## WORK REQUIRED
If a line in the following entries holds the string "Option", include it in the tally. State the total and nothing further.

[Start of section]

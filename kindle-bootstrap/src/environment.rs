//! Snapshot of the process environment taken once at startup.

use std::{collections::HashMap, env};

/// Name of the variable whose value activates the monitoring agent.
pub const ACCOUNT_KEY_VAR: &str = "NODETIME_ACCOUNT_KEY";

/// An immutable name to value mapping, read once and never mutated.
#[derive(Debug, Clone, Default)]
pub struct Environment {
    vars: HashMap<String, String>,
}

impl Environment {
    /// Captures the current process environment. Entries that are not valid UTF-8 are
    /// skipped.
    pub fn from_process() -> Self {
        env::vars_os()
            .filter_map(|(name, value)| {
                Some((name.into_string().ok()?, value.into_string().ok()?))
            })
            .collect()
    }

    pub fn get(&self, name: &str) -> Option<&str> {
        self.vars.get(name).map(String::as_str)
    }

    /// The monitoring account key, if set to a non-empty value.
    pub fn account_key(&self) -> Option<&str> {
        self.get(ACCOUNT_KEY_VAR).filter(|key| !key.is_empty())
    }
}

impl<K, V> FromIterator<(K, V)> for Environment
where
    K: Into<String>,
    V: Into<String>,
{
    fn from_iter<I: IntoIterator<Item = (K, V)>>(iter: I) -> Self {
        Self {
            vars: iter
                .into_iter()
                .map(|(name, value)| (name.into(), value.into()))
                .collect(),
        }
    }
}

[End of section]

## ANSWER TO THIS EXERCISE
2